(Listed records begins)

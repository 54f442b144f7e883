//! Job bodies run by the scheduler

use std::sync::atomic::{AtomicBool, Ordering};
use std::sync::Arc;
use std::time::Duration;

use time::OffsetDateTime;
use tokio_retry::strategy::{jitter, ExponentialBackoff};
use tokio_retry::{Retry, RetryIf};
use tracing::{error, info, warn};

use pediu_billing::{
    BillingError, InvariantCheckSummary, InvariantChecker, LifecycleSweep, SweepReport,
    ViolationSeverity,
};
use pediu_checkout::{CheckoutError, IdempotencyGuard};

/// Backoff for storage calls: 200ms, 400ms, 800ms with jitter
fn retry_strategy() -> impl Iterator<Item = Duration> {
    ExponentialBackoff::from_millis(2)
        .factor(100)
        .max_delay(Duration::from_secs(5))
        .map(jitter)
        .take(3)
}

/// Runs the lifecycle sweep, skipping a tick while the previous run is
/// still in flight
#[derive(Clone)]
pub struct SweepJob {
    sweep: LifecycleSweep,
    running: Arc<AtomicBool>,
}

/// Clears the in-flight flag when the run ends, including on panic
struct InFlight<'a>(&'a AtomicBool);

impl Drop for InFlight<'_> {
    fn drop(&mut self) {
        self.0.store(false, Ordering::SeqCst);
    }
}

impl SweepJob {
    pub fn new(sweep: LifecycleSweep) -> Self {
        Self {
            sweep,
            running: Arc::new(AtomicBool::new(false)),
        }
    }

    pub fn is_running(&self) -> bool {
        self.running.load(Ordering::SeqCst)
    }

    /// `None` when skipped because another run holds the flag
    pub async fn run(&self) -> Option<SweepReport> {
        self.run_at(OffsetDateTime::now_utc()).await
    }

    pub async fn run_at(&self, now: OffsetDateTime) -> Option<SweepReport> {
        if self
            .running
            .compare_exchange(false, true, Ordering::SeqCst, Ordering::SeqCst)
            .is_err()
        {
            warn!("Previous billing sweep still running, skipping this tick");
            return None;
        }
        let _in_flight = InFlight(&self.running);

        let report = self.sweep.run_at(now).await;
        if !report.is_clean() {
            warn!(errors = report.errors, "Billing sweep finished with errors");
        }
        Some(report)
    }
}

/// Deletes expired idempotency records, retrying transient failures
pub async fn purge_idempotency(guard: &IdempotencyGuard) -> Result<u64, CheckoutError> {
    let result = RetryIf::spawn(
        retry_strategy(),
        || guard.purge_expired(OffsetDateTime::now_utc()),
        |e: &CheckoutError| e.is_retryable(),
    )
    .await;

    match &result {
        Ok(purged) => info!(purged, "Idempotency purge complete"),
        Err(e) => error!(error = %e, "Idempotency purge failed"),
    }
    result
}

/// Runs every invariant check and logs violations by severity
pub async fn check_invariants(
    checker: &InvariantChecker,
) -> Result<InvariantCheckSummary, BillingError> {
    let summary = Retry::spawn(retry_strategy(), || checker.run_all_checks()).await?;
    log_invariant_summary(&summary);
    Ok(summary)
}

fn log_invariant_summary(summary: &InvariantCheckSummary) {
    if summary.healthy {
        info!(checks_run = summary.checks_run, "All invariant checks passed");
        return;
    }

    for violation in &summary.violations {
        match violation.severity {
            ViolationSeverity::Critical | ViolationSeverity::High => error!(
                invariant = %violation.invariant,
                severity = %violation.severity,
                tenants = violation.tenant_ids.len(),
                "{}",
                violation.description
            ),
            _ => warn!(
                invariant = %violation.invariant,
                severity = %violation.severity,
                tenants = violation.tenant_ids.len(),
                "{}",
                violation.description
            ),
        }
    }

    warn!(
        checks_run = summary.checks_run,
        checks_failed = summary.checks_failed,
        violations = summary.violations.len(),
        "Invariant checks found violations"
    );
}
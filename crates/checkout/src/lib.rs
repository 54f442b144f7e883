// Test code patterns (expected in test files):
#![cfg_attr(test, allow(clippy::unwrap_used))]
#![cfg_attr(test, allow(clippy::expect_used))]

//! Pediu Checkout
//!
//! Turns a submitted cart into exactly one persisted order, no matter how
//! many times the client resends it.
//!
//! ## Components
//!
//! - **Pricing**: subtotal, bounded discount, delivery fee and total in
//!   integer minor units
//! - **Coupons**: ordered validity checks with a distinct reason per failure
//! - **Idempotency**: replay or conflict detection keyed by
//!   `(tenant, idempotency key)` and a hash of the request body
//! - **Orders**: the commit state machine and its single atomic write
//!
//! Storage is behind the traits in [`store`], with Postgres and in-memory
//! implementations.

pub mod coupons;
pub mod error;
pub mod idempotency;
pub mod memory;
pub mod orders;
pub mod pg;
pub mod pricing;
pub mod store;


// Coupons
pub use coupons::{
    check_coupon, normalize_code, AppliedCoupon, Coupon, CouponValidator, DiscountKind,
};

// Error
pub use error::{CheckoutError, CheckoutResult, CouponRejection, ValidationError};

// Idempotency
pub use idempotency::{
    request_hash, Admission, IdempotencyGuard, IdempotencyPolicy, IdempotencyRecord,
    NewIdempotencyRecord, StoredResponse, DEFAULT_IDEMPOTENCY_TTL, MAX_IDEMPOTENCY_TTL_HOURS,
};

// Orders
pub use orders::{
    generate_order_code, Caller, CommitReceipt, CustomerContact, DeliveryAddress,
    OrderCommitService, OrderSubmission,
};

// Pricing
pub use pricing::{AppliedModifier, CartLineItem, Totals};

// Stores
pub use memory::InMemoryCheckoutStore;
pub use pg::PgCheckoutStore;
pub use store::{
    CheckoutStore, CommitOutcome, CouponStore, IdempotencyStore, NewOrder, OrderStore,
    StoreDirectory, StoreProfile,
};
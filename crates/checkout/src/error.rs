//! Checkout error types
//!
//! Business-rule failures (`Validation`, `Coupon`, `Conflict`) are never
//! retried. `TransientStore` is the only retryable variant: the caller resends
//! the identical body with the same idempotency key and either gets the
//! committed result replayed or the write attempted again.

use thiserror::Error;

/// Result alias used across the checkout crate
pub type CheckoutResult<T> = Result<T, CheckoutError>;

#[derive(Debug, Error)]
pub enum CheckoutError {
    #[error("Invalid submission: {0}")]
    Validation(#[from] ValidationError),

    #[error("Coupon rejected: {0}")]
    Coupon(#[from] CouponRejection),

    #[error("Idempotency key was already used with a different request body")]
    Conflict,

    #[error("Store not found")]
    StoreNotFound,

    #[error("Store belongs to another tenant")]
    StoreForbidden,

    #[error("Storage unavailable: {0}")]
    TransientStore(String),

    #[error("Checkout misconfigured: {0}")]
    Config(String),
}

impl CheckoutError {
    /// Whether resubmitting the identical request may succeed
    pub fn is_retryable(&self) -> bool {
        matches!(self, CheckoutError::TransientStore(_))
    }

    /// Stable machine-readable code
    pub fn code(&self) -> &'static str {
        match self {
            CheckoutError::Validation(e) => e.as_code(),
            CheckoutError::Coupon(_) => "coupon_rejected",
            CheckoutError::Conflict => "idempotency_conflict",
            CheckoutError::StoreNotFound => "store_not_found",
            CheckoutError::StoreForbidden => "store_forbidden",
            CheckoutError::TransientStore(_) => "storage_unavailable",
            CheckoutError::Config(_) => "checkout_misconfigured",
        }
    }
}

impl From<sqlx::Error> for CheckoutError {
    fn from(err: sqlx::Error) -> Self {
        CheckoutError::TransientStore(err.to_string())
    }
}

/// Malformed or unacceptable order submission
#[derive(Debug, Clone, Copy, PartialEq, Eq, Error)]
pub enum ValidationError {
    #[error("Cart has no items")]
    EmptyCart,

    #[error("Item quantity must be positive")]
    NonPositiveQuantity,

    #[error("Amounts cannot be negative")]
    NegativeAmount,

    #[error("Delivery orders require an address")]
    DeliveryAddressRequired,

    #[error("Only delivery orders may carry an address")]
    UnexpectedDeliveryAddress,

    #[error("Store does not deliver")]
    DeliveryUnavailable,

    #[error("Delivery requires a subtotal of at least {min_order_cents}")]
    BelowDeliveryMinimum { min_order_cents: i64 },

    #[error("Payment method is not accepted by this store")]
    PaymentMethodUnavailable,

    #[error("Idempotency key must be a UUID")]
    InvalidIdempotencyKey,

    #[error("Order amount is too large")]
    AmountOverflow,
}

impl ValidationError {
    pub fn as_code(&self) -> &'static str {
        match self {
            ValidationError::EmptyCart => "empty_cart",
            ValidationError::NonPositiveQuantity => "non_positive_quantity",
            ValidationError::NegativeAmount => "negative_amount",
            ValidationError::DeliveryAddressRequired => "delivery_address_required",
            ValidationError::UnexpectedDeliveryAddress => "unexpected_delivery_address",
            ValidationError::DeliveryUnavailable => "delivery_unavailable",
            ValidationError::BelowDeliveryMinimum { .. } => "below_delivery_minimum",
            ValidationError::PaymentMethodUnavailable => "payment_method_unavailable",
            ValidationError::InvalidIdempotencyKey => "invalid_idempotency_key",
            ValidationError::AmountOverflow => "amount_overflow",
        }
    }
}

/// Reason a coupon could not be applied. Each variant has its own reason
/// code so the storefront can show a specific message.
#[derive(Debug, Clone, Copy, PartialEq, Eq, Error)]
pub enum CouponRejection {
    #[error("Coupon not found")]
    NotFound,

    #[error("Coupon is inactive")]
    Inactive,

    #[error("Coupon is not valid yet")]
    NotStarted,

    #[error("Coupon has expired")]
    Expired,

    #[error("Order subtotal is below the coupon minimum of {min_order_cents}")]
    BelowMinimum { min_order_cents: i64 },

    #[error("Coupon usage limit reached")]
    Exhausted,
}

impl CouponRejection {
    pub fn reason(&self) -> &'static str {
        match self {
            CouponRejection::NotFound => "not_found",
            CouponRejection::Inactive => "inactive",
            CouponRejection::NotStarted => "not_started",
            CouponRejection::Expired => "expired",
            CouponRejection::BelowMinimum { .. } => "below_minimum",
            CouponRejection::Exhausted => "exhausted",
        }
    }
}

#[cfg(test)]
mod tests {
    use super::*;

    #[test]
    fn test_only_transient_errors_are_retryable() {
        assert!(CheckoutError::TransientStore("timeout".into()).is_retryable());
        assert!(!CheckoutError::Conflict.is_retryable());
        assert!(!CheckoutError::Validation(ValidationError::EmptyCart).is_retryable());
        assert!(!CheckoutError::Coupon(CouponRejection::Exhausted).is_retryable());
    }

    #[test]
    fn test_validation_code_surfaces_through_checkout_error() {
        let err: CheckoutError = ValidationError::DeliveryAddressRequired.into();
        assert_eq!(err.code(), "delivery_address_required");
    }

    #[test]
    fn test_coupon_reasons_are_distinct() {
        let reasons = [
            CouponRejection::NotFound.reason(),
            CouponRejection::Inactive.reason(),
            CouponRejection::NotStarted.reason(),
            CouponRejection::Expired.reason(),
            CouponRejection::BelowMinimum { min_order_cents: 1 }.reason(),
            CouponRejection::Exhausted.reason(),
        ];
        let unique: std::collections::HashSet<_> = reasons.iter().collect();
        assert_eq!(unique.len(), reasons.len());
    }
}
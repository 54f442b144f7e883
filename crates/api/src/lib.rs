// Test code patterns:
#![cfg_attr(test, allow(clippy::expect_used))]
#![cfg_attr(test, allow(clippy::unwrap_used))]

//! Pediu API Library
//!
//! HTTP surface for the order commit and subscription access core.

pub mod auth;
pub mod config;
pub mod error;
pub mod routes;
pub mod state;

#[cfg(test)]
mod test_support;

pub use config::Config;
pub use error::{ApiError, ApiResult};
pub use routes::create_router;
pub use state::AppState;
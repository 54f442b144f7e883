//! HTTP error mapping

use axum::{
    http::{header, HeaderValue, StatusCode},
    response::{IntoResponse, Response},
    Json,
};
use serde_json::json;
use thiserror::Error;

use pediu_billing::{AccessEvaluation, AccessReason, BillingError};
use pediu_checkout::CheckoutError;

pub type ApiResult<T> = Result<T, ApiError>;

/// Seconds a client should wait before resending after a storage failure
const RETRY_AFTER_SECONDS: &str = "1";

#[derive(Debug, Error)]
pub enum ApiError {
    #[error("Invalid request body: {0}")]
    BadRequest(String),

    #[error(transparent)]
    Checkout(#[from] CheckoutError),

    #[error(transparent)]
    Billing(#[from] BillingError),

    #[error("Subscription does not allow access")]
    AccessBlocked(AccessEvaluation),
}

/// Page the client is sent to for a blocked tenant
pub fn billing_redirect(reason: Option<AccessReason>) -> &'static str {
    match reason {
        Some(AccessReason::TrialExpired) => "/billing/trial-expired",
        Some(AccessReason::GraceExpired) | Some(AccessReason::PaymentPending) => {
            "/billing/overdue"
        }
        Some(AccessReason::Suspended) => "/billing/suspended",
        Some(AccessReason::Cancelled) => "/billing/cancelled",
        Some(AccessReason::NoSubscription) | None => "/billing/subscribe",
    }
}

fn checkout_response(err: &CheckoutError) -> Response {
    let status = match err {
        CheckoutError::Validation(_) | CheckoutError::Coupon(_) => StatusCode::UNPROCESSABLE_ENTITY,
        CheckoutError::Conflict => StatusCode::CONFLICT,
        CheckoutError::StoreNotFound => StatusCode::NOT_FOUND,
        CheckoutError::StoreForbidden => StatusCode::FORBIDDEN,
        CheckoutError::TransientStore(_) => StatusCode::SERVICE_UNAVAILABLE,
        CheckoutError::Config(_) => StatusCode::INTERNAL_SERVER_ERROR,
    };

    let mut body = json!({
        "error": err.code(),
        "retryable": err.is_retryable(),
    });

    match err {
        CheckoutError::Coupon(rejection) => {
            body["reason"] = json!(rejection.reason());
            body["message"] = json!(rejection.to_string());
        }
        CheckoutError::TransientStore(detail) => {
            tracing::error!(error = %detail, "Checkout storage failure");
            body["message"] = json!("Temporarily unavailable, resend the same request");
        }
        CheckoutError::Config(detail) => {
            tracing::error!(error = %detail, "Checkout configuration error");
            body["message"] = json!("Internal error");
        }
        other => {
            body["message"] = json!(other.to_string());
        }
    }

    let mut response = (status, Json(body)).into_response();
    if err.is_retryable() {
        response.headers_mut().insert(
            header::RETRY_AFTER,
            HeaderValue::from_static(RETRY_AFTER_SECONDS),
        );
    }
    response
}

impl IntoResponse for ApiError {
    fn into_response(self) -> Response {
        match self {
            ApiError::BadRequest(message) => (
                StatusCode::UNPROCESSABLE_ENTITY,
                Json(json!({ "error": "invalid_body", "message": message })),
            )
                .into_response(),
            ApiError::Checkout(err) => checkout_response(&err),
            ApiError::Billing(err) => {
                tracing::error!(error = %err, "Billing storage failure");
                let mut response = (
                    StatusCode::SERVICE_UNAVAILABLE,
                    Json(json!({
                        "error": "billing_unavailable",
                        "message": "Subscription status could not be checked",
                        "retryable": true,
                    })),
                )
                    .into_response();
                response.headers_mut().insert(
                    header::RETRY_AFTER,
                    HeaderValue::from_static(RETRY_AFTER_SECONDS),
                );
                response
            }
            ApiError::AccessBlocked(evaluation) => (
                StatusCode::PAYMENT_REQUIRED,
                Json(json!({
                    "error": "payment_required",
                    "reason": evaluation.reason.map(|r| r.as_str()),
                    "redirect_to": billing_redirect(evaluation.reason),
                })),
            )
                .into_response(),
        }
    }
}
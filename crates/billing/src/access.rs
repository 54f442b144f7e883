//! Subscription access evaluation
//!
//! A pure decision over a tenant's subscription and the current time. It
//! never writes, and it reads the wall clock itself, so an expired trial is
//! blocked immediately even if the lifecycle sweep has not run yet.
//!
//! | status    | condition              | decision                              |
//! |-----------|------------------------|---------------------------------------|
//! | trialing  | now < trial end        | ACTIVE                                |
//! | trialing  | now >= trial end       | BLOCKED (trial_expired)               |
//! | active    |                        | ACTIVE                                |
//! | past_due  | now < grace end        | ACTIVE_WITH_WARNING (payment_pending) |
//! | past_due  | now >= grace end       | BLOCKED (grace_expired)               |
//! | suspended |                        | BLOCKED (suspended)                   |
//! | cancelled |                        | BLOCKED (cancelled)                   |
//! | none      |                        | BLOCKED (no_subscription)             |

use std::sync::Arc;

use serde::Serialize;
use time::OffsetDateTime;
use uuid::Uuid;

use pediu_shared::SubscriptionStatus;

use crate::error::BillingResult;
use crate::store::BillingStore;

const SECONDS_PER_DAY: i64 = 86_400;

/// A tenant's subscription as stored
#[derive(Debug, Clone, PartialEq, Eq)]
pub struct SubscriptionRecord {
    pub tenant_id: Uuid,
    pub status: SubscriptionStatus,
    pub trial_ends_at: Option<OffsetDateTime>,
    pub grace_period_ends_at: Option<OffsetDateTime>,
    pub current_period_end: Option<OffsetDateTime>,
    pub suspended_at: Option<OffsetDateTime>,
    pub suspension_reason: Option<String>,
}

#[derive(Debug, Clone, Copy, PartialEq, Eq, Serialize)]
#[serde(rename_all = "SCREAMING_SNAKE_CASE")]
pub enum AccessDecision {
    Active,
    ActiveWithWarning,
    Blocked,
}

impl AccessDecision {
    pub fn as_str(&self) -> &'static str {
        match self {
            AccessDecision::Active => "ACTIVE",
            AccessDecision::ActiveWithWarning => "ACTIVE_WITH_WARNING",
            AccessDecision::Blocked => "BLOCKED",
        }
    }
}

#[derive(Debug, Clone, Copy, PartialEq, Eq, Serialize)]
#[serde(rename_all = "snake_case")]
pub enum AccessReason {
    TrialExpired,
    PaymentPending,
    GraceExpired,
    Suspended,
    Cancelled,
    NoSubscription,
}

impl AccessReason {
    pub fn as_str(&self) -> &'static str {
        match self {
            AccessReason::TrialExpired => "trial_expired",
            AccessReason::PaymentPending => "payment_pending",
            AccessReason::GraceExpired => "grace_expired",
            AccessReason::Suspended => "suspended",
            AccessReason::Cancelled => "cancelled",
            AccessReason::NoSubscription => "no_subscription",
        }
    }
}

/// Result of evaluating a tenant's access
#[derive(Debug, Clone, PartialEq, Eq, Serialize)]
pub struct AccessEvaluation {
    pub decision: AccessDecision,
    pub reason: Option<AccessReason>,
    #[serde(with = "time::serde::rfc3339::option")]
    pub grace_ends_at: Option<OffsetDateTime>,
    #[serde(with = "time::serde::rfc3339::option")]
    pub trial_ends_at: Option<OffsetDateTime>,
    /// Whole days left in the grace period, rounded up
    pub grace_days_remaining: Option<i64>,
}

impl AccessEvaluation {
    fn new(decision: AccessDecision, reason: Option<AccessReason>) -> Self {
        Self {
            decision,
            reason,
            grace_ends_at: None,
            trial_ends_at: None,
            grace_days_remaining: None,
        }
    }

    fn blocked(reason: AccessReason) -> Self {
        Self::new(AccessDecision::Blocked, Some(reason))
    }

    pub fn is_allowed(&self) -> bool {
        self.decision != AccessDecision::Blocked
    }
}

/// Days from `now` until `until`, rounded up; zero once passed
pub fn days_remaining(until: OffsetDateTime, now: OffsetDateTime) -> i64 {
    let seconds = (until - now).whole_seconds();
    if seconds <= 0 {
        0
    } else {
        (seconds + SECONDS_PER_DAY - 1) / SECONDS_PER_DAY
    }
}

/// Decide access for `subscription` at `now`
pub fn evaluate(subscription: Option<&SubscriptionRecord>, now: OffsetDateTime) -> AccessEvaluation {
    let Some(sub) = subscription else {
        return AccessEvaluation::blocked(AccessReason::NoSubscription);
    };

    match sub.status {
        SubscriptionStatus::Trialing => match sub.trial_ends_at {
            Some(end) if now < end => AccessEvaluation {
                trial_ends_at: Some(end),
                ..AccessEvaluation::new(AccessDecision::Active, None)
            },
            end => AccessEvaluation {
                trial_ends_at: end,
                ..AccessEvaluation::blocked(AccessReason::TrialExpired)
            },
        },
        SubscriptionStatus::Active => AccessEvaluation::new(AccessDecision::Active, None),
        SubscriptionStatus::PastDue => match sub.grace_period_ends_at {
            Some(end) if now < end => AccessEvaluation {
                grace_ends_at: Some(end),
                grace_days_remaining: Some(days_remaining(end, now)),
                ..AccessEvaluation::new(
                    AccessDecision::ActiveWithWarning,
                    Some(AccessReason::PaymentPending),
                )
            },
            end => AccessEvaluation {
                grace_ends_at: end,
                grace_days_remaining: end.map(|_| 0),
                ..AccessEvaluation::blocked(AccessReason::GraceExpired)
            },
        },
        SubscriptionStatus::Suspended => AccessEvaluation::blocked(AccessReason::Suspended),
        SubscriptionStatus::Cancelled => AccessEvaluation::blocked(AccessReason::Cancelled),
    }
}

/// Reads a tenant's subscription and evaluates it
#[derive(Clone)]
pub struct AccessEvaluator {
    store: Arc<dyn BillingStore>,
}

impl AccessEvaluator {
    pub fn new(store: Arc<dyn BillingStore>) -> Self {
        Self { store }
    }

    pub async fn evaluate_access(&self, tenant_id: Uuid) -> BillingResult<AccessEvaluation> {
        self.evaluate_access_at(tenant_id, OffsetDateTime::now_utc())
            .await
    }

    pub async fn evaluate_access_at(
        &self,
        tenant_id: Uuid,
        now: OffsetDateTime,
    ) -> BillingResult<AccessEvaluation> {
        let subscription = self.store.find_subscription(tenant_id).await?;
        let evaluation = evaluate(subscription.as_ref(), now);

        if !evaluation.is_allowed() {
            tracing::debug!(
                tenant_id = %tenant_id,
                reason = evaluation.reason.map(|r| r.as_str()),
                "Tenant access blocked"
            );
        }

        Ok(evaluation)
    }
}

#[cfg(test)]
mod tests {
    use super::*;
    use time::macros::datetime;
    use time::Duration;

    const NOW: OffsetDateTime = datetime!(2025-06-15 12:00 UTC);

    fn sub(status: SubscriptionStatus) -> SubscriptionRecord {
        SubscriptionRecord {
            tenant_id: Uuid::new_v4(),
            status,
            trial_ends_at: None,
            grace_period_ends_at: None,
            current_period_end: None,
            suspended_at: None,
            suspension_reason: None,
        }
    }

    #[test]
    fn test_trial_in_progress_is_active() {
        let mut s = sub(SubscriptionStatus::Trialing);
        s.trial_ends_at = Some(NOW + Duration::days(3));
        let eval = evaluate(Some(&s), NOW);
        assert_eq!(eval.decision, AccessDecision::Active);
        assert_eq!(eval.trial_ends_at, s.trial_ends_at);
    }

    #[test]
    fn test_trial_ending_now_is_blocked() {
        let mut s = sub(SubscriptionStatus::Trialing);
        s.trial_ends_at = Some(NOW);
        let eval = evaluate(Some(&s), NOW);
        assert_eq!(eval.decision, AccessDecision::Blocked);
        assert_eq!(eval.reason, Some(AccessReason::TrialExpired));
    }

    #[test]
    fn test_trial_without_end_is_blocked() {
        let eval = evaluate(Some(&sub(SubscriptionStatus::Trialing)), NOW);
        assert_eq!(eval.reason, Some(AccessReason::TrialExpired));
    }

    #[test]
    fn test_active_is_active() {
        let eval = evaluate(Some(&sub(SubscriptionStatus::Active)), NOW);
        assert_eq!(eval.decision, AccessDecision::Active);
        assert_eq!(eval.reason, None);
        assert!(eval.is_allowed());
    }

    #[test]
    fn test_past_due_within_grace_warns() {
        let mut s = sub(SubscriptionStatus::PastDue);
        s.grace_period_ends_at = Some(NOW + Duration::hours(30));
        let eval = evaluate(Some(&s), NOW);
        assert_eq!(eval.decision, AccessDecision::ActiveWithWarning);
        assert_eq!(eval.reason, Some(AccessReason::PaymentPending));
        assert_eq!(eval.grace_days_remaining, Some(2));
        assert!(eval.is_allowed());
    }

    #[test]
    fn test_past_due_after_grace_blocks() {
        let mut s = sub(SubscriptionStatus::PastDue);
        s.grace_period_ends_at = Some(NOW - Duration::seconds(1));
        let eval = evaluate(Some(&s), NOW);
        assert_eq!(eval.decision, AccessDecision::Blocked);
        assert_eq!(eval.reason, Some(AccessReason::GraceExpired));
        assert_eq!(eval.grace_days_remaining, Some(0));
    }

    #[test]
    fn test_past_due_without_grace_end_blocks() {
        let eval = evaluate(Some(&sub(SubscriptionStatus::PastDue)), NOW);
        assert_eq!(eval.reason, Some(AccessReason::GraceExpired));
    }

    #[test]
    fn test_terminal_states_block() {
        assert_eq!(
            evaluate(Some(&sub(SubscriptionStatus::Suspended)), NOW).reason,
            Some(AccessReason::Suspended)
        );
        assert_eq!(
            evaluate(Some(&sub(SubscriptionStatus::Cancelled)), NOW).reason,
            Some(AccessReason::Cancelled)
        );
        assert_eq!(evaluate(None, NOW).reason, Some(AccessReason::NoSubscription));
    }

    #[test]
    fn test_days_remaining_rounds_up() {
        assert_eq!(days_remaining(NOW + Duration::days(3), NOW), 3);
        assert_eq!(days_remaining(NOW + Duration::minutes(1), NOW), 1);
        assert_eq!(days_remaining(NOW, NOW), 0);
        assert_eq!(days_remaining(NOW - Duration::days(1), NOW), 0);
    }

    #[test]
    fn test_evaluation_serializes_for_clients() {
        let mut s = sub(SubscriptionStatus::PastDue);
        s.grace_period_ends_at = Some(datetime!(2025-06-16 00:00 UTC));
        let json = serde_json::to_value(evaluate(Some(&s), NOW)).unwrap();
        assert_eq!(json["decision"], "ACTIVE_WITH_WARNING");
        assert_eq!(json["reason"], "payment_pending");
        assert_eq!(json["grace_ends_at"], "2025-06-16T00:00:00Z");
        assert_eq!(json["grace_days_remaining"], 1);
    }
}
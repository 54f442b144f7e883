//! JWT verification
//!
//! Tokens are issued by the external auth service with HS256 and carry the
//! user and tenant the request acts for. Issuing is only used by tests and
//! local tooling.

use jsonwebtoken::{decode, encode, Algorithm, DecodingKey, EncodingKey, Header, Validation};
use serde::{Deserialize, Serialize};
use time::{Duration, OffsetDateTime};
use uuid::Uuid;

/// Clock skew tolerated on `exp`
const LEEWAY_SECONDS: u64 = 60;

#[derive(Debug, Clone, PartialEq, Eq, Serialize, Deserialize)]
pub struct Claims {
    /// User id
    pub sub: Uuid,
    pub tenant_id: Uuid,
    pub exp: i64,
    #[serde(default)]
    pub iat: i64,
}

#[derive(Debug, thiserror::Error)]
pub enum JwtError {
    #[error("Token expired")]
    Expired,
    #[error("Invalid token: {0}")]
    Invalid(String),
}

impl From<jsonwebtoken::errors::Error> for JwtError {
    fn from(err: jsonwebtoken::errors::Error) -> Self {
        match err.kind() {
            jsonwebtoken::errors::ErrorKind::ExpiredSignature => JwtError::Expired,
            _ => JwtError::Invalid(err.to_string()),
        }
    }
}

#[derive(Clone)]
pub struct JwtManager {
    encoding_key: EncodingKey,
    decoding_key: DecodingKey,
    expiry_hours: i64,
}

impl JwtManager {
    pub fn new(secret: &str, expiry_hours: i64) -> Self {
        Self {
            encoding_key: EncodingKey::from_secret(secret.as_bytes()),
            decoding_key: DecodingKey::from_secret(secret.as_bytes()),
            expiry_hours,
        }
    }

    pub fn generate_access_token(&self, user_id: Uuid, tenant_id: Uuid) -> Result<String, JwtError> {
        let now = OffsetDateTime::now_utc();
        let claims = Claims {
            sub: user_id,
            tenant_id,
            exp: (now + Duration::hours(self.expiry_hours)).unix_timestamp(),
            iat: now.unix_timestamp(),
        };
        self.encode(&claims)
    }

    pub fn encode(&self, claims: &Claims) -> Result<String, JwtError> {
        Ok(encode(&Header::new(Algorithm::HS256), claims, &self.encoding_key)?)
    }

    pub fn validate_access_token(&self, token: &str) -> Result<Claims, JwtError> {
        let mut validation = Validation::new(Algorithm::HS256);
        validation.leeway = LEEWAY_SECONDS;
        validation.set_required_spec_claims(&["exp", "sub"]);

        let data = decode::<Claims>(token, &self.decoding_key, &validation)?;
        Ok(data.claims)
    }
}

(Listed records ends)

= Task prompt =
Considering the records above, state how many lines contain the word "AccessBlocked", with nothing else in your reply.

= Response for this exercise =
2